With the increasing number of sequenced genomes and high-throughput experimental data being generated, bioinformatics methods have proven useful for identifying cis-regulatory sequences and trans-acting factors. This dissertation focuses on developing, validating, and applying computational methodologies to experimental data obtained from whole genome expression profiles and chromatin-immunoprecipitation-on-chip to understand regulatory pathways in mammalian species. As part of this work, we developed a novel computational algorithm, CompMoby, which uses species specific and evolutionary conservation information for the prediction of motifs from sets of co-regulated genes without prior knowledge of the trans-acting factors.
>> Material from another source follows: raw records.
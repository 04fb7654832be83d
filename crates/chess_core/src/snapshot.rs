//! Serializable board snapshots for save files.

use serde::{Deserialize, Serialize};

use crate::board::{Board, CastlingRights};
use crate::coord::Coordinate;
use crate::error::ChessResult;
use crate::layout::{decode_rows, encode_rows};
use crate::types::Color;

/// Board placement in the starting-layout encoding plus the side to move.
///
/// `castling` and `en_passant` are optional: a snapshot without them loads
/// with no castling rights and no en-passant window.
#[derive(Clone, Debug, PartialEq, Eq, Serialize, Deserialize)]
pub struct BoardSnapshot {
    pub rows: Vec<Vec<String>>,
    pub side_to_move: Color,
    #[serde(default, skip_serializing_if = "Option::is_none")]
    pub castling: Option<CastlingRights>,
    #[serde(default, skip_serializing_if = "Option::is_none")]
    pub en_passant: Option<Coordinate>,
}

impl Board {
    pub fn snapshot(&self) -> BoardSnapshot {
        BoardSnapshot {
            rows: encode_rows(self),
            side_to_move: self.side_to_move(),
            castling: Some(self.castling()),
            en_passant: self.en_passant(),
        }
    }

    /// Rebuilds a board from a snapshot. Captured pieces and any pending
    /// promotion are not part of the snapshot.
    pub fn from_snapshot(snapshot: &BoardSnapshot) -> ChessResult<Self> {
        let squares = decode_rows(&snapshot.rows)?;
        Board::from_parts(
            squares,
            snapshot.side_to_move,
            snapshot.castling.unwrap_or_else(CastlingRights::none),
            snapshot.en_passant,
        )
    }
}

#[cfg(test)]
#[path = "snapshot_tests.rs"]
mod snapshot_tests;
Some of the putative motifs identified by CompMoby were verified through experimental validation utilizing molecular biology techniques such as reporter constructs and quantitative RT-PCR, while others were validated from published literature.
The major findings from this work include: successful application of CompMoby to high-throughput experimental data in various mammalian systems; identification of novel cis-regulatory sites active in mouse and human embryonic stem cells; characterization of transcription factor, NF-Y, which is required for embryonic stem cell proliferation; identification of the glucocorticoid and androgen receptor consensus motifs, putative co-factors, and conservation of the binding site and surrounding regions; and successful application of CompMoby to identify human tissue-specific miRNA targets. The main contribution of this work is the development of a computational algorithm for systematic identification of cis-regulatory sequences that can be broadly applied to understanding regulatory pathways in various mammalian systems.